Finding the Rule of a Logarithmic Function

The values of |b| and |c| are known

Find the equation of the logarithmic function that passes through the point |(5, -3)| if the value of the parameter |b| is |2| and the value of the base |c| is |10|.

Replace |\color{blue}{b}|, |\color{red}{c}|, |\color{green}{x}|, and |\color{purple}{y}| in the equation.
||\begin{align}\color{purple}{y} &= a \log_{\color{red}{c}} \big(\color{blue}{b}(\color{green}{x})\big)\\ \color{purple}{-3} &= a \log_{\color{red}{10}} \big(\color{blue}{2} \times \color{green}{5}\big)\\-3 &= a \end{align}||
Answer: the equation is |y=-3 \log \big(2(x)\big).|

The values of |a| and |c| are known

Find the equation of the logarithmic function passing through the point |(-12, 8)| if the value of the base |c| is |2| and the parameter |a| is |-4|.

Replace |\color{magenta}{a}|, |\color{red}{c}|, |\color{green}{x}|, and |\color{purple}{y}| in the equation.
||\begin{align}\color{purple}{y} &= \color{magenta}{a}\log_{\color{red}{c}} \big(b(\color{green}{x})\big)\\ \color{purple}{8} &= \color{magenta}{-4} \log_{\color{red}{2}} \big(b \times \color{green}{-12}\big) \end{align}||
Isolate the expression containing the logarithm.
||-2 = \log_2 (-12b)||
Switch to exponential form to isolate |b|.
||\begin{align}2^{-2} &= -12b\\ \dfrac{2^{-2}}{-12} &= b\\ \dfrac{\text{-}1}{48}&=b \end{align}||
Answer: the equation is |y= -4 \log_2 \left(\dfrac{\text{-}1}{48}(x) \right).|

The value of |a| is known

Find the equation of a logarithmic function that goes through the points |(0.25; -4)| and |(128, 8).|

Let the parameter |a| equal |4|. Replacing |a| with |4,| results in the equation |y= 4 \log_c \big(b(x)\big).|

Replace |x| and |y| with the coordinates in the equation.

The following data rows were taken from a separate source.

use std::fs;
use std::io::Write;
use std::path::PathBuf;

use anyhow::Result;
use serde::{Deserialize, Serialize};

use crate::session::text::TimeLimit;
use crate::source::Difficulty;

/// On-disk shape of the preference file. All fields optional so that a file
/// from any older or newer version still loads.
#[derive(Clone, Debug, Default, Serialize, Deserialize)]
struct PrefsData {
    #[serde(default)]
    time_limit_minutes: Option<f64>,
    #[serde(default)]
    difficulty: Option<String>,
}

/// Last-used session preferences. Malformed or missing values read back as
/// absent, never as errors; only writes can fail.
#[derive(Debug)]
pub struct PrefsStore {
    base_dir: PathBuf,
}

impl PrefsStore {
    pub fn new() -> Result<Self> {
        let base_dir = dirs::config_dir()
            .unwrap_or_else(|| PathBuf::from("."))
            .join("wordpace");
        fs::create_dir_all(&base_dir)?;
        Ok(Self { base_dir })
    }

    pub fn with_base_dir(base_dir: PathBuf) -> Result<Self> {
        fs::create_dir_all(&base_dir)?;
        Ok(Self { base_dir })
    }

    fn file_path(&self) -> PathBuf {
        self.base_dir.join("preferences.json")
    }

    fn load(&self) -> PrefsData {
        let path = self.file_path();
        if path.exists() {
            match fs::read_to_string(&path) {
                Ok(content) => serde_json::from_str(&content).unwrap_or_default(),
                Err(_) => PrefsData::default(),
            }
        } else {
            PrefsData::default()
        }
    }

    fn save(&self, data: &PrefsData) -> Result<()> {
        let path = self.file_path();
        let tmp_path = path.with_extension("tmp");

        let json = serde_json::to_string_pretty(data)?;
        let mut file = fs::File::create(&tmp_path)?;
        file.write_all(json.as_bytes())?;
        file.sync_all()?;

        fs::rename(&tmp_path, &path)?;
        Ok(())
    }

    /// Last-used time limit. A stored value outside the fixed set of
    /// choices is treated as absent.
    pub fn time_limit(&self) -> Option<TimeLimit> {
        self.load()
            .time_limit_minutes
            .and_then(TimeLimit::from_minutes)
    }

    pub fn set_time_limit(&self, limit: TimeLimit) -> Result<()> {
        let mut data = self.load();
        data.time_limit_minutes = Some(limit.minutes());
        self.save(&data)
    }

    /// Last-used text difficulty. An unknown stored key is treated as absent.
    pub fn difficulty(&self) -> Option<Difficulty> {
        self.load()
            .difficulty
            .as_deref()
            .and_then(Difficulty::from_key)
    }

    pub fn set_difficulty(&self, difficulty: Difficulty) -> Result<()> {
        let mut data = self.load();
        data.difficulty = Some(difficulty.key().to_string());
        self.save(&data)
    }
}
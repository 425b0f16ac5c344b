pub mod prefs;

pub use prefs::PrefsStore;
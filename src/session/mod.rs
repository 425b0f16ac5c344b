pub mod controller;
pub mod result;
pub mod text;

pub use controller::{InputStatus, SessionController, WordStatus};
pub use result::{DegenerateSessionError, ResultStats, WordCounts};
pub use text::{Session, TimeLimit};
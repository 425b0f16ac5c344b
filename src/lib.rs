pub mod event;
pub mod session;
pub mod source;
pub mod store;
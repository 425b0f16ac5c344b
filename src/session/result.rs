use thiserror::Error;

use crate::session::controller::{self, WordStatus};
use crate::session::text::TimeLimit;

/// Rate metrics are undefined over a session that ended at elapsed time zero.
#[derive(Clone, Copy, Debug, Error, PartialEq, Eq)]
#[error("cannot compute a rate over a session with zero elapsed time")]
pub struct DegenerateSessionError;

#[derive(Clone, Copy, Debug, Default, PartialEq, Eq)]
pub struct WordCounts {
    pub correct: usize,
    pub incorrect: usize,
    pub remaining: usize,
}

/// Immutable snapshot taken when a session ends. Word classification counts
/// always sum to the expected word count.
#[derive(Clone, Debug, PartialEq)]
pub struct ResultStats {
    pub words: WordCounts,
    pub time_limit: TimeLimit,
    pub time_played_secs: u64,
}

impl ResultStats {
    /// Classify every expected word against the received words at the given
    /// cursor position and capture the timing values.
    pub fn calculate(
        expected: &[String],
        received: &[String],
        cursor: usize,
        time_limit: TimeLimit,
        time_played_secs: u64,
    ) -> Self {
        let mut words = WordCounts::default();

        for index in 0..expected.len() {
            match controller::word_status(expected, received, cursor, index) {
                WordStatus::Correct => words.correct += 1,
                WordStatus::Incorrect => words.incorrect += 1,
                WordStatus::Current | WordStatus::Unreceived => words.remaining += 1,
            }
        }

        Self {
            words,
            time_limit,
            time_played_secs,
        }
    }

    pub fn took_minutes(&self) -> f64 {
        self.time_played_secs as f64 / 60.0
    }

    /// Words attempted per minute, counting incorrect attempts.
    pub fn wpm(&self) -> Result<f64, DegenerateSessionError> {
        let minutes = self.nonzero_minutes()?;
        Ok((self.words.correct + self.words.incorrect) as f64 / minutes)
    }

    /// Correct words per minute.
    pub fn effective_wpm(&self) -> Result<f64, DegenerateSessionError> {
        let minutes = self.nonzero_minutes()?;
        Ok(self.words.correct as f64 / minutes)
    }

    pub fn total_words(&self) -> usize {
        self.words.correct + self.words.incorrect + self.words.remaining
    }

    /// One-decimal display form, `"--"` for a zero-duration session.
    pub fn wpm_text(&self) -> String {
        Self::rate_text(self.wpm())
    }

    pub fn effective_wpm_text(&self) -> String {
        Self::rate_text(self.effective_wpm())
    }

    fn rate_text(rate: Result<f64, DegenerateSessionError>) -> String {
        match rate {
            Ok(value) => format!("{value:.1}"),
            Err(_) => "--".to_string(),
        }
    }

    fn nonzero_minutes(&self) -> Result<f64, DegenerateSessionError> {
        if self.time_played_secs == 0 {
            return Err(DegenerateSessionError);
        }
        Ok(self.took_minutes())
    }
}

#[cfg(test)]
mod tests {
    use super::*;

    fn words(items: &[&str]) -> Vec<String> {
        items.iter().map(|w| w.to_string()).collect()
    }

    #[test]
    fn test_counts_sum_to_expected_word_count() {
        let expected = words(&["a", "b", "c", "d", "e"]);
        let received = words(&["a", "x"]);
        let stats = ResultStats::calculate(&expected, &received, 2, TimeLimit::Off, 10);

        assert_eq!(stats.words.correct, 1);
        assert_eq!(stats.words.incorrect, 1);
        assert_eq!(stats.words.remaining, 3);
        assert_eq!(stats.total_words(), expected.len());
    }

    #[test]
    fn test_current_word_counts_as_remaining() {
        let expected = words(&["a", "b"]);
        let received = words(&["a"]);
        let stats = ResultStats::calculate(&expected, &received, 1, TimeLimit::Off, 10);

        assert_eq!(stats.words.correct, 1);
        assert_eq!(stats.words.remaining, 1);
    }

    #[test]
    fn test_rates_over_a_one_minute_session() {
        let expected = words(&["the", "quick", "fox"]);
        let received = words(&["the", "quick", "wrong"]);
        let stats = ResultStats::calculate(&expected, &received, 3, TimeLimit::Off, 60);

        assert_eq!(stats.words.correct, 2);
        assert_eq!(stats.words.incorrect, 1);
        assert_eq!(stats.words.remaining, 0);
        assert_eq!(stats.wpm_text(), "3.0");
        assert_eq!(stats.effective_wpm_text(), "2.0");
    }

    #[test]
    fn test_took_minutes() {
        let stats = ResultStats {
            words: WordCounts::default(),
            time_limit: TimeLimit::OneMinute,
            time_played_secs: 90,
        };
        assert_eq!(stats.took_minutes(), 1.5);
    }

    #[test]
    fn test_zero_elapsed_rates_are_degenerate() {
        let stats = ResultStats {
            words: WordCounts {
                correct: 3,
                incorrect: 1,
                remaining: 0,
            },
            time_limit: TimeLimit::Off,
            time_played_secs: 0,
        };

        assert_eq!(stats.wpm(), Err(DegenerateSessionError));
        assert_eq!(stats.effective_wpm(), Err(DegenerateSessionError));
        assert_eq!(stats.wpm_text(), "--");
        assert_eq!(stats.effective_wpm_text(), "--");
        // Counts stay usable even when rates are undefined.
        assert_eq!(stats.total_words(), 4);
    }

    #[test]
    fn test_empty_expected_words_never_happen_but_calculate_is_total() {
        let stats = ResultStats::calculate(&[], &[], 0, TimeLimit::Off, 5);
        assert_eq!(stats.total_words(), 0);
    }
}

The result is |-4 = 4 \log_c (b \times 0.25)| and |8 = 4 \log_c (b \times 128).|

Next, isolate |b| in both equations.
For the first equation:
||\begin{align}-1 &= \log_c (0{.}25b)\\c^{-1} &= 0.25b\\ \dfrac{c^{-1}}{0.25}&=b \end{align}||
For the second equation:
||\begin{align}2 &= \log_c (128b) \\ c^{2} &= 128b\\ \dfrac{c^{2}}{128} &= b \end{align}||
Next, use the comparison method.
||\dfrac{c^{-1}}{0.25} = \dfrac{c^{2}}{128}||
Rearrange the fractions:
||\begin{align} \dfrac{128}{0.25} &= \dfrac{c^2}{c^{-1}}\\ 512 &= c^3\\ \sqrt[3]{512} &= \sqrt[3]{c^3}\\ 8 &= c \end{align}||
Therefore, the result is that the base |c=8.|

Simply replace |c| in one of the starting equations to find the value of |b.|
||b = \dfrac{c^{-1}}{0.25} = \dfrac{8^{-1}}{0.25} = \dfrac{1/8}{1/4} = \dfrac{1}{2}\\ b = \dfrac{c^2}{128} = \dfrac{8^2}{128} = \dfrac{64}{128} = \dfrac{1}{2}||
Answer: The equation of the function is |y= 4 \log_8 \left(\dfrac{1}{2}(x)\right).|

When the value of a single parameter is known, the best approach is to use the coordinates of two points located on the curve. Then, use the comparison method.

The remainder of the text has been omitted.